*** Opening EXTRACTED DATA ***

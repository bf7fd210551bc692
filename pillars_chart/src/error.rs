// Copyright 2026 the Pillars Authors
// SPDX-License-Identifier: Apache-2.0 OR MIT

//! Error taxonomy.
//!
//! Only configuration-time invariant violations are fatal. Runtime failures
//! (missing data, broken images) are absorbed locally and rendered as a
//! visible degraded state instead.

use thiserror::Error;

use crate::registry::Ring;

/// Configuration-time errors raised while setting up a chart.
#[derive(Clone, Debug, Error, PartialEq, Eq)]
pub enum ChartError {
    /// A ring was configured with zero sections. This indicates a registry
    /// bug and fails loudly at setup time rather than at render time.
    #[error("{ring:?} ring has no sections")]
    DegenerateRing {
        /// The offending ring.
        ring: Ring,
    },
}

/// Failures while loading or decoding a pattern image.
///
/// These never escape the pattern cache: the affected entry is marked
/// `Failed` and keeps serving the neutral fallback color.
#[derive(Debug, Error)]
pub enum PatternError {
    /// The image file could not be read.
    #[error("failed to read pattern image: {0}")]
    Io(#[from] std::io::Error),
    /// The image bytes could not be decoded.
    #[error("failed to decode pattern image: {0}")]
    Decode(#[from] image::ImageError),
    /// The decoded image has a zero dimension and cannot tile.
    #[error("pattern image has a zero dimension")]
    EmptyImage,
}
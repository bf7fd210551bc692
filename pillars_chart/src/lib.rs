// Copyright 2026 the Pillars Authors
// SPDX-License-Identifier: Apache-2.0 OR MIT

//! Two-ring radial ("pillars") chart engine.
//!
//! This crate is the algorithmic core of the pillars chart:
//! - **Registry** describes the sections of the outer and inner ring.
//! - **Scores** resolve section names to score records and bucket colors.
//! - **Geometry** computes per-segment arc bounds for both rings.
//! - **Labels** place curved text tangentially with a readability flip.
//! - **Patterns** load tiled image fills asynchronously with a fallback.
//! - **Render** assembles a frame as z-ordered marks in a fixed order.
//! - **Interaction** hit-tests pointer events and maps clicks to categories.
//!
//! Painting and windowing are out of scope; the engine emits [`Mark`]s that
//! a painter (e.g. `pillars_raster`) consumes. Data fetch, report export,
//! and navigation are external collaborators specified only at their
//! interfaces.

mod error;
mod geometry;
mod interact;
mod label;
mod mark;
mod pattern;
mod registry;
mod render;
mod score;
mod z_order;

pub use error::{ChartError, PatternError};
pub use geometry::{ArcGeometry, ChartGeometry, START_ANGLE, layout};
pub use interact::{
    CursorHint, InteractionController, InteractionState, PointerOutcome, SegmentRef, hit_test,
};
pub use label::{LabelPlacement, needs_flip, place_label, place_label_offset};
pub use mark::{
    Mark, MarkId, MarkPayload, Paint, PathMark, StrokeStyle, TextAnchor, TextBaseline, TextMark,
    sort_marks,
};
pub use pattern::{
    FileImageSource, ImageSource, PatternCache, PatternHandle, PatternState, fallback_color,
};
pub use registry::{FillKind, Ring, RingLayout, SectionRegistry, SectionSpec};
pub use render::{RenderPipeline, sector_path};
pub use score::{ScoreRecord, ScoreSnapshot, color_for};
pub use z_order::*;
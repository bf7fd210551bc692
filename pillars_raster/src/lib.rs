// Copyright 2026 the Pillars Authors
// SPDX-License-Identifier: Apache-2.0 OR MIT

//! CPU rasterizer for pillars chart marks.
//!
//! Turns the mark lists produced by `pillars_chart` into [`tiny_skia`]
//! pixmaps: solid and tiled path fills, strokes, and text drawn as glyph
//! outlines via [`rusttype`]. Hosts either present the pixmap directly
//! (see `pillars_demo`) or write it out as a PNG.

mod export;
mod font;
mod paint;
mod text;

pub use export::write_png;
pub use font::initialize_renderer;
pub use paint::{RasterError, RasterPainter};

*** Closing EXTRACTED DATA ***
*** Opening EXTRACTED DATA ***

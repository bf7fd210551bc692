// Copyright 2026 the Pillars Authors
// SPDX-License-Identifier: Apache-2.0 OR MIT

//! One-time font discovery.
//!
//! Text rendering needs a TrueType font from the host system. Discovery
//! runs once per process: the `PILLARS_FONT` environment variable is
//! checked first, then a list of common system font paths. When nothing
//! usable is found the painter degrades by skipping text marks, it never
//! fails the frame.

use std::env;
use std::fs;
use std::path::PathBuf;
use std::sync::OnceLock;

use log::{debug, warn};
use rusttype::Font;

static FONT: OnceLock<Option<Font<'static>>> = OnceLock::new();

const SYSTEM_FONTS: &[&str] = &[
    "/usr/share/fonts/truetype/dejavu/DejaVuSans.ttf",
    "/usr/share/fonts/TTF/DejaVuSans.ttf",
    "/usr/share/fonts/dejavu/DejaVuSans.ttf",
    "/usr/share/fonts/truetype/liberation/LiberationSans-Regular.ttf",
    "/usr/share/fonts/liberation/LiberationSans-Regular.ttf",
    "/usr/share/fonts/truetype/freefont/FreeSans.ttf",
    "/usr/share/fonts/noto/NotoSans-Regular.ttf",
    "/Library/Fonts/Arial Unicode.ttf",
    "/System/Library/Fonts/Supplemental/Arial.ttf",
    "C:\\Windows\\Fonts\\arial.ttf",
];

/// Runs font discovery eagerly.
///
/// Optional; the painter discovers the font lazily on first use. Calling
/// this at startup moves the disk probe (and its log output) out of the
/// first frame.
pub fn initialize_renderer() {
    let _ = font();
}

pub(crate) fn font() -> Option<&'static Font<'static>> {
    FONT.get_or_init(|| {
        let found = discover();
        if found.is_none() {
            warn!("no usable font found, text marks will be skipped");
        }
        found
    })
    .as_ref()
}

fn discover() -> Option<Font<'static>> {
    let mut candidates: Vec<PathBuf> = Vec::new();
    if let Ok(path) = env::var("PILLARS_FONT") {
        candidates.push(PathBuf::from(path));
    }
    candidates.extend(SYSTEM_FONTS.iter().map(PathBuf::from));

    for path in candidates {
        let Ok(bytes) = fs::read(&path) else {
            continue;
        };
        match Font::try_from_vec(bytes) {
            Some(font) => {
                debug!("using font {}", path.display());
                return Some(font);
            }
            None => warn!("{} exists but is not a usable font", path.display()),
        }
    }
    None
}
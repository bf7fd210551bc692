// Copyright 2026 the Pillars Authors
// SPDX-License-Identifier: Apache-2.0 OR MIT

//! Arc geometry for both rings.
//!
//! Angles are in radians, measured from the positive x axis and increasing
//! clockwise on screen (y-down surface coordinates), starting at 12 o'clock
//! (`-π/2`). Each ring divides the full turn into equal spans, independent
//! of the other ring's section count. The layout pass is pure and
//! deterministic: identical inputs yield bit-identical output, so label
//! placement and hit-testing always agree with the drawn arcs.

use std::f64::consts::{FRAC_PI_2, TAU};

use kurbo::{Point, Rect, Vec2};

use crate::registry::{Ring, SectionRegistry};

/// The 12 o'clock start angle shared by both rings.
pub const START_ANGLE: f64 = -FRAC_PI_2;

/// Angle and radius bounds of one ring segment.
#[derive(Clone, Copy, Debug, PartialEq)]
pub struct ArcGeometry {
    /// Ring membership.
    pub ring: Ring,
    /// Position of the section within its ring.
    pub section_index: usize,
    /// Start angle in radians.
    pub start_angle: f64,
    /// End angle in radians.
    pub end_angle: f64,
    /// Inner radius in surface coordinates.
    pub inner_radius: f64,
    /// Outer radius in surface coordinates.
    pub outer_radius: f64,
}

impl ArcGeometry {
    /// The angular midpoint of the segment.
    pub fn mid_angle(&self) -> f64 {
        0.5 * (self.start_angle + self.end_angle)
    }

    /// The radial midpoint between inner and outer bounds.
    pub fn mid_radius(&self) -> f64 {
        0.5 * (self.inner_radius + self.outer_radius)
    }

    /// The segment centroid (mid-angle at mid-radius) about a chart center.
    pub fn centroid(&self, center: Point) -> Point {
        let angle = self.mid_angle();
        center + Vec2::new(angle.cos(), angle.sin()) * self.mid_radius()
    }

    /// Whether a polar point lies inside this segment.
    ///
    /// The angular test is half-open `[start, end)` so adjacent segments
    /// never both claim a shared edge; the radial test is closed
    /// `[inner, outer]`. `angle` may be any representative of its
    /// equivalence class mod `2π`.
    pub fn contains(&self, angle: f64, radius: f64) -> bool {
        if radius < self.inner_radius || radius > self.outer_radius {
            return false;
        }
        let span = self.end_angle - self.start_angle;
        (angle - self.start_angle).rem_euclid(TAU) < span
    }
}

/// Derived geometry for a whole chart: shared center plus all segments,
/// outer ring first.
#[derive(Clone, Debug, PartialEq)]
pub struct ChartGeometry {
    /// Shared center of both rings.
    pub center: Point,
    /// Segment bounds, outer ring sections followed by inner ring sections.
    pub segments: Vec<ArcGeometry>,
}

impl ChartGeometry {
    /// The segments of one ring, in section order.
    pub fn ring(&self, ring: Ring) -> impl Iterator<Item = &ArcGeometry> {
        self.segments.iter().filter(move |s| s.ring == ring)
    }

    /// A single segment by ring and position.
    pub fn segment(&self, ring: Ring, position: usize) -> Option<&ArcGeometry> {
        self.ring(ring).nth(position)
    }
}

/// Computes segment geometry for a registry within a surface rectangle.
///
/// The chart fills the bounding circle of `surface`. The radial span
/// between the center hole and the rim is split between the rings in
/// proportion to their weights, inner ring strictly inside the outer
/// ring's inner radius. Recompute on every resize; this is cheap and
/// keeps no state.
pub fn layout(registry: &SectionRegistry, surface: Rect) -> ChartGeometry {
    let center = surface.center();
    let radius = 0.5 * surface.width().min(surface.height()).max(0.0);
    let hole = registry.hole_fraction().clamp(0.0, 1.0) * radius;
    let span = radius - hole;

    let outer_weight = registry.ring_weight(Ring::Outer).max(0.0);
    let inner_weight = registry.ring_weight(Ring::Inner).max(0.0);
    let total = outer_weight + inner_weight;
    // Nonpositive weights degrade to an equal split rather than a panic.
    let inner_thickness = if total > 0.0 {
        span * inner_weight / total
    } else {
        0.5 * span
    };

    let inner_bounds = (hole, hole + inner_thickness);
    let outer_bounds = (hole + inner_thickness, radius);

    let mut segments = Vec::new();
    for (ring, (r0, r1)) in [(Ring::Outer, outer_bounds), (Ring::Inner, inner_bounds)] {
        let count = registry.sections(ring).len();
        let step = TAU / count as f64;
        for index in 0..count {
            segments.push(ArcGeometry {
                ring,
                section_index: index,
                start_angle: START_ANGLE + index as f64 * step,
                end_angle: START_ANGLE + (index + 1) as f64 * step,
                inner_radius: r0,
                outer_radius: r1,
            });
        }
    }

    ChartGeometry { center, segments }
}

*** Closing EXTRACTED DATA ***
*** Opening EXTRACTED DATA ***

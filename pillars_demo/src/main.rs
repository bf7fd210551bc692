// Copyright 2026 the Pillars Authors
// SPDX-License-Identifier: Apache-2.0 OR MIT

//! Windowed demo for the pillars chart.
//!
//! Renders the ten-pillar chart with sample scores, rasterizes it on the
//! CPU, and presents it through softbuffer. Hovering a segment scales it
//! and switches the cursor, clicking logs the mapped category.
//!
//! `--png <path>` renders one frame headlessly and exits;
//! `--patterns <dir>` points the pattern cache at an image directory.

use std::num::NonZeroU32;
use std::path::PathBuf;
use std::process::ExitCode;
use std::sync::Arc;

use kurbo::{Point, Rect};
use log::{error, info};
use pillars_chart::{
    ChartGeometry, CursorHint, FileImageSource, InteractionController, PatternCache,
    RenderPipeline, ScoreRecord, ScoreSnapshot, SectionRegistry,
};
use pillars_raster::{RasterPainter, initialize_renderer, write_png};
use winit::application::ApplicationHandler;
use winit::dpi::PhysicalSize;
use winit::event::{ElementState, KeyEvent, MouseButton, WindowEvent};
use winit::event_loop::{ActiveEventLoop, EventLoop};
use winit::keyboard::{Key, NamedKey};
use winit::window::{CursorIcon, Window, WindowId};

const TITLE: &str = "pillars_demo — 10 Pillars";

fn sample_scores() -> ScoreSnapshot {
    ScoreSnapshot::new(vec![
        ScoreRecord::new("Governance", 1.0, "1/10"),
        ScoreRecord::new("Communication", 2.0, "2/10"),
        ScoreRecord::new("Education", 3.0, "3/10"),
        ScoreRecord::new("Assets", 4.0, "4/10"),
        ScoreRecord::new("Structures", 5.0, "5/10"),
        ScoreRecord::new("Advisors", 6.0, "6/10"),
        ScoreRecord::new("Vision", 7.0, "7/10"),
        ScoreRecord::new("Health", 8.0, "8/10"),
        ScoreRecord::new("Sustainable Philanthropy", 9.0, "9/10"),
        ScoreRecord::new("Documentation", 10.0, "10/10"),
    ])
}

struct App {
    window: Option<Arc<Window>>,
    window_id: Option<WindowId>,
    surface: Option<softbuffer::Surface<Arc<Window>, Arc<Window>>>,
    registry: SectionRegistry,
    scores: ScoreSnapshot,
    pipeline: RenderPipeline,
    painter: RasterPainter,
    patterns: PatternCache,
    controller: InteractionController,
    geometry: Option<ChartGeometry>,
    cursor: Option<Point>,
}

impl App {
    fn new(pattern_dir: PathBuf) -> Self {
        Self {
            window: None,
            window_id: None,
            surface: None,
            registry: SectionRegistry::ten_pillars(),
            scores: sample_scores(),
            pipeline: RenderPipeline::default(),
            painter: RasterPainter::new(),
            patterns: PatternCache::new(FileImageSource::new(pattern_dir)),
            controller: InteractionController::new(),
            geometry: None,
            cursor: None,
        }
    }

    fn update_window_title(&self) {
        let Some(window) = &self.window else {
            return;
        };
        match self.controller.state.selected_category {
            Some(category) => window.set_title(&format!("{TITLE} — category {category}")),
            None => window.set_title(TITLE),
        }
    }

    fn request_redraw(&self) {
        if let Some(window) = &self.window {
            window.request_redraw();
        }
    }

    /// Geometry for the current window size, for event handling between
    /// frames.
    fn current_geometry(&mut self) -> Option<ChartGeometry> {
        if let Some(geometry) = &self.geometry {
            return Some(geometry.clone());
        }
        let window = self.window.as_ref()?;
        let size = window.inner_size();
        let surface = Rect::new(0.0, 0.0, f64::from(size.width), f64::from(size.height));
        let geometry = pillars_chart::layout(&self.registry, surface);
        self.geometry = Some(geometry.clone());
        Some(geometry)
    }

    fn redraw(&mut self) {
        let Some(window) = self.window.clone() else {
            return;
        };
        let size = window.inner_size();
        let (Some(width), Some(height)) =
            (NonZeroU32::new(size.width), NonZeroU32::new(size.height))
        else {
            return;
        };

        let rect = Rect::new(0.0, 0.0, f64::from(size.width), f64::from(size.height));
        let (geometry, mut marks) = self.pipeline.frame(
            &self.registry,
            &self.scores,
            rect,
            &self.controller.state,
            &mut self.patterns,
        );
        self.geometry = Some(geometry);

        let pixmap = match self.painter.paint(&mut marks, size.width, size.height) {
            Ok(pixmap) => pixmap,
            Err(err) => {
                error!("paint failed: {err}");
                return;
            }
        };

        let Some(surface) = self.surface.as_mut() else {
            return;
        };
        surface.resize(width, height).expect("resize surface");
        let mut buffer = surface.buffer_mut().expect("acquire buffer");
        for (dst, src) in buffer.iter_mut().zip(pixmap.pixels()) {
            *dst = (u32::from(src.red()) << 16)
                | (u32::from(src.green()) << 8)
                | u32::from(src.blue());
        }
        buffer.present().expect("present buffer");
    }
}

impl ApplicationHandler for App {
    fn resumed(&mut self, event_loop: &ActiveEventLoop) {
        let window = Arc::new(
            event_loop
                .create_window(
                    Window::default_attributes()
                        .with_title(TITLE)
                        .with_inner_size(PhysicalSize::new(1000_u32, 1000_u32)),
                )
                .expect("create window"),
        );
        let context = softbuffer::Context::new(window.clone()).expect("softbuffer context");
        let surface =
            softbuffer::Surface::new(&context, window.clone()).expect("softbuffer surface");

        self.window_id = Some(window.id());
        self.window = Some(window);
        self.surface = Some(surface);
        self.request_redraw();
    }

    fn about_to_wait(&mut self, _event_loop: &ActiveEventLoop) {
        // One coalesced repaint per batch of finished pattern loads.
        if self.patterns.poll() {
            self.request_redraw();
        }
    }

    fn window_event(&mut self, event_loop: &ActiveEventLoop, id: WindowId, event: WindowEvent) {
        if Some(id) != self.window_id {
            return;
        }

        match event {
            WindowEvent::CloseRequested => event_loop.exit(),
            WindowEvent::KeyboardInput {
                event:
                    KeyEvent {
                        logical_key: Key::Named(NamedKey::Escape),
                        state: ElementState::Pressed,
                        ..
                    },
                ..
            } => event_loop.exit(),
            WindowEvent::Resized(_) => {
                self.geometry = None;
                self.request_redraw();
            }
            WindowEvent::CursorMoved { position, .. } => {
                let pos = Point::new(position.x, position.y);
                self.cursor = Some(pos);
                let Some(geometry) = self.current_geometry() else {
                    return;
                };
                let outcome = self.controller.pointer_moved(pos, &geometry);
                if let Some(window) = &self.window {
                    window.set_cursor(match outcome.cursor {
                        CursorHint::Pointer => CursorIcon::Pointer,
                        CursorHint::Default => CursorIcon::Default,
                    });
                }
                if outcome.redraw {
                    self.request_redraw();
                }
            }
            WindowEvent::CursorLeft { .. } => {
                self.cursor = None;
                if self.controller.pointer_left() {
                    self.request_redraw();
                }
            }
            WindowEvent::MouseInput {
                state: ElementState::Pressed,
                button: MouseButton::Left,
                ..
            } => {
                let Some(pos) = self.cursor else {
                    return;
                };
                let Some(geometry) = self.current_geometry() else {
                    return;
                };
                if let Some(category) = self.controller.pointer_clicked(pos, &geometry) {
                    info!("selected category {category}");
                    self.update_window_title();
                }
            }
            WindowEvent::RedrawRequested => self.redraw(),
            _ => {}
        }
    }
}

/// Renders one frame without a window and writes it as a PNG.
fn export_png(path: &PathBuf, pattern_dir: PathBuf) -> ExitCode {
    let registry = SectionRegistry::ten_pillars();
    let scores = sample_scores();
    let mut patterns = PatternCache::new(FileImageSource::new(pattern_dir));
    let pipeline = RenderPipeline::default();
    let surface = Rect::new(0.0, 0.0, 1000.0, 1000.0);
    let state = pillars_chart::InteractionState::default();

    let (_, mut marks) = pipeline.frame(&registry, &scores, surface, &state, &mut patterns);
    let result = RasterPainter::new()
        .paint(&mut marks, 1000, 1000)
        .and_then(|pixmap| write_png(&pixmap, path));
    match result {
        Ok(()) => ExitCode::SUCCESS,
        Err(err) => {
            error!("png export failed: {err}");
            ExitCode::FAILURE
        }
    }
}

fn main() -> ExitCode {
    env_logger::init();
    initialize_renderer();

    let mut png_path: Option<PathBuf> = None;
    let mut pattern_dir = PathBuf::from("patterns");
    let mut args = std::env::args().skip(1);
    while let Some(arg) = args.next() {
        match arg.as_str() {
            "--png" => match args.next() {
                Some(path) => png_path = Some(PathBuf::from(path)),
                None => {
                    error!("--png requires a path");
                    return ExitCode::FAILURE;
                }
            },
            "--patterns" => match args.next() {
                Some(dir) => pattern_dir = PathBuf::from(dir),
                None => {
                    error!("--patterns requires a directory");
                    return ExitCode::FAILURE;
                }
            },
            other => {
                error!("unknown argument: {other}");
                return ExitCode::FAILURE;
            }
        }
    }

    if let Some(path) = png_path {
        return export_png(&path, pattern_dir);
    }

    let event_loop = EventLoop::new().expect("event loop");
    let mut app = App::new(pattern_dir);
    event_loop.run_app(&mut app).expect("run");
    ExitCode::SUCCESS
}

*** Closing EXTRACTED DATA ***

Each line above that has the word "Pressed" must be copied.

                        state: ElementState::Pressed,
                state: ElementState::Pressed,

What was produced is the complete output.